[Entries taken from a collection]

------------------------

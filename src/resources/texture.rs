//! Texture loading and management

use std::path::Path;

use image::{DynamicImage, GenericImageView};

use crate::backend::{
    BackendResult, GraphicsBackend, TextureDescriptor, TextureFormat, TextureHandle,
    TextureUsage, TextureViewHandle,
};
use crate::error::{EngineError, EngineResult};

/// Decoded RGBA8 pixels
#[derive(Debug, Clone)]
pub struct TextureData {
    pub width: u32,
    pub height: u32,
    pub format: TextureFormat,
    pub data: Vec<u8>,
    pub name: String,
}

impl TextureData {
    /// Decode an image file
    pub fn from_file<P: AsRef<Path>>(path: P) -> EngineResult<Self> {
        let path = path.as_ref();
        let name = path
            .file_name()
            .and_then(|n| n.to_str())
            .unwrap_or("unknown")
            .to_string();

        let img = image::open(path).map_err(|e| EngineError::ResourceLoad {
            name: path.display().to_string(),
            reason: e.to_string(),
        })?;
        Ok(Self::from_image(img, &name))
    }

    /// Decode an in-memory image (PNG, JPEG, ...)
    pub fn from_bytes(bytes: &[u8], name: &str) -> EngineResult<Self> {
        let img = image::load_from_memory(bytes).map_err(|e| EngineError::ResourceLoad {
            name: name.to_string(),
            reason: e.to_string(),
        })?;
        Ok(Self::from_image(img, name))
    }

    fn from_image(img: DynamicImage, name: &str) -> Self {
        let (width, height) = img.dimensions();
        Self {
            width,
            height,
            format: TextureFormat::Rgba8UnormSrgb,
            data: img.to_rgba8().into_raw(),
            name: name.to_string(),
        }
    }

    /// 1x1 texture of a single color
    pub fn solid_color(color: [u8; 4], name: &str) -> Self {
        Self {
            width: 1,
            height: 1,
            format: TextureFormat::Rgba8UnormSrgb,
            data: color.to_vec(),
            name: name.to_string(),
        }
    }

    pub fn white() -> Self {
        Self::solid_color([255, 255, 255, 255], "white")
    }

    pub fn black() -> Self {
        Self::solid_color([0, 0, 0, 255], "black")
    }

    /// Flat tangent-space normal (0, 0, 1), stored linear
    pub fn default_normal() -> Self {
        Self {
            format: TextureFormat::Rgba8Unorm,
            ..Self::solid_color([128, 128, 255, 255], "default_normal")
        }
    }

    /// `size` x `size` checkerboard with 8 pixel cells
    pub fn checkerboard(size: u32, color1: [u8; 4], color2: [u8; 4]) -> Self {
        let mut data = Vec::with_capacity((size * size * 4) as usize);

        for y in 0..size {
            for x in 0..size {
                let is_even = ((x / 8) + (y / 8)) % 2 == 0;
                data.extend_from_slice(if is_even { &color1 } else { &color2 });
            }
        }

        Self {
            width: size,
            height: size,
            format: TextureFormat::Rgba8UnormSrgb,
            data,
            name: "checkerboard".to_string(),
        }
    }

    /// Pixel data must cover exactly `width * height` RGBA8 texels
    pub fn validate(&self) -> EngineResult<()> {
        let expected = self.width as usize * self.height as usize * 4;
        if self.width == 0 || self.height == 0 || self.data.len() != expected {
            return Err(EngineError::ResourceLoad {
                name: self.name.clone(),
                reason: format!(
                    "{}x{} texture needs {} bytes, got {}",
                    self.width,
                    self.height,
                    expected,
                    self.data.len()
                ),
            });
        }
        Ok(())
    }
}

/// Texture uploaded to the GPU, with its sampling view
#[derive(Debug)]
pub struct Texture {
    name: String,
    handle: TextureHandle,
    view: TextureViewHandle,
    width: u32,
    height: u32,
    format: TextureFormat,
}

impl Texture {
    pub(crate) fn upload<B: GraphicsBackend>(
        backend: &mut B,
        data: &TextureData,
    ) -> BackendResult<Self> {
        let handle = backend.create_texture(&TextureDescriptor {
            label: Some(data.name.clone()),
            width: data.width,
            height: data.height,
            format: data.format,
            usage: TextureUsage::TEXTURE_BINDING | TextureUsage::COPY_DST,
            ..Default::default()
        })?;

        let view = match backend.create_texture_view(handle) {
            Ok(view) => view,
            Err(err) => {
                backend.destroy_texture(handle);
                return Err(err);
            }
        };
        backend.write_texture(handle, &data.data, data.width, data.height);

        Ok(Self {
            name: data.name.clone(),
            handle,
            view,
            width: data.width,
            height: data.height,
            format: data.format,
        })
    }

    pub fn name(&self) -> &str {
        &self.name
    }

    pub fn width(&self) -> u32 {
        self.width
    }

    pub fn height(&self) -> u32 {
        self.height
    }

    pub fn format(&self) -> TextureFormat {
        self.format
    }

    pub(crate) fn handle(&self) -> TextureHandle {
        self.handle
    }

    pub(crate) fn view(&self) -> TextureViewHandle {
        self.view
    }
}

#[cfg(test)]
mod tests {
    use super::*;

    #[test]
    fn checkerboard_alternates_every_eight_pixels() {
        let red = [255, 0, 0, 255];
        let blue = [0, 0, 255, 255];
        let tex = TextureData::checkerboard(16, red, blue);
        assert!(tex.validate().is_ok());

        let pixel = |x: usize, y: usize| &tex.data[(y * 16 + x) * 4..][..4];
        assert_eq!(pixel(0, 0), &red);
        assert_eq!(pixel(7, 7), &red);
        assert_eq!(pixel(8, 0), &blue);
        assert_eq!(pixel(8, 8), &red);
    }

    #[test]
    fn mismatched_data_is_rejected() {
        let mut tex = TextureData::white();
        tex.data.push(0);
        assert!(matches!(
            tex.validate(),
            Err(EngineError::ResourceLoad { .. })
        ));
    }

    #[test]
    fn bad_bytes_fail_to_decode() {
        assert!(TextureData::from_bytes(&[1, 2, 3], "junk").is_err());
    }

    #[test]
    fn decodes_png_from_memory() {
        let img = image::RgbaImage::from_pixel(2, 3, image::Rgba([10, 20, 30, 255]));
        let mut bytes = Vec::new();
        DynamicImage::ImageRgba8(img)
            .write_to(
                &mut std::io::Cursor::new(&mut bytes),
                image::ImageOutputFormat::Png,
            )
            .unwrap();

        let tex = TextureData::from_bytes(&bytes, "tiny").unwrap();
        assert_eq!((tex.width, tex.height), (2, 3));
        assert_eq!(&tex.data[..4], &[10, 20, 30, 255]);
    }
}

------------------------

Prompt - In your reply, restate exactly the lines from the start of the records above through the line holding "an image file", including both, and nothing else.

Task answer -
filename src/resources/texture.rs
//! Texture loading and management

use std::path::Path;

use image::{DynamicImage, GenericImageView};

use crate::backend::{
    BackendResult, GraphicsBackend, TextureDescriptor, TextureFormat, TextureHandle,
    TextureUsage, TextureViewHandle,
};
use crate::error::{EngineError, EngineResult};

/// Decoded RGBA8 pixels
#[derive(Debug, Clone)]
pub struct TextureData {
    pub width: u32,
    pub height: u32,
    pub format: TextureFormat,
    pub data: Vec<u8>,
    pub name: String,
}

impl TextureData {
    /// Decode an image file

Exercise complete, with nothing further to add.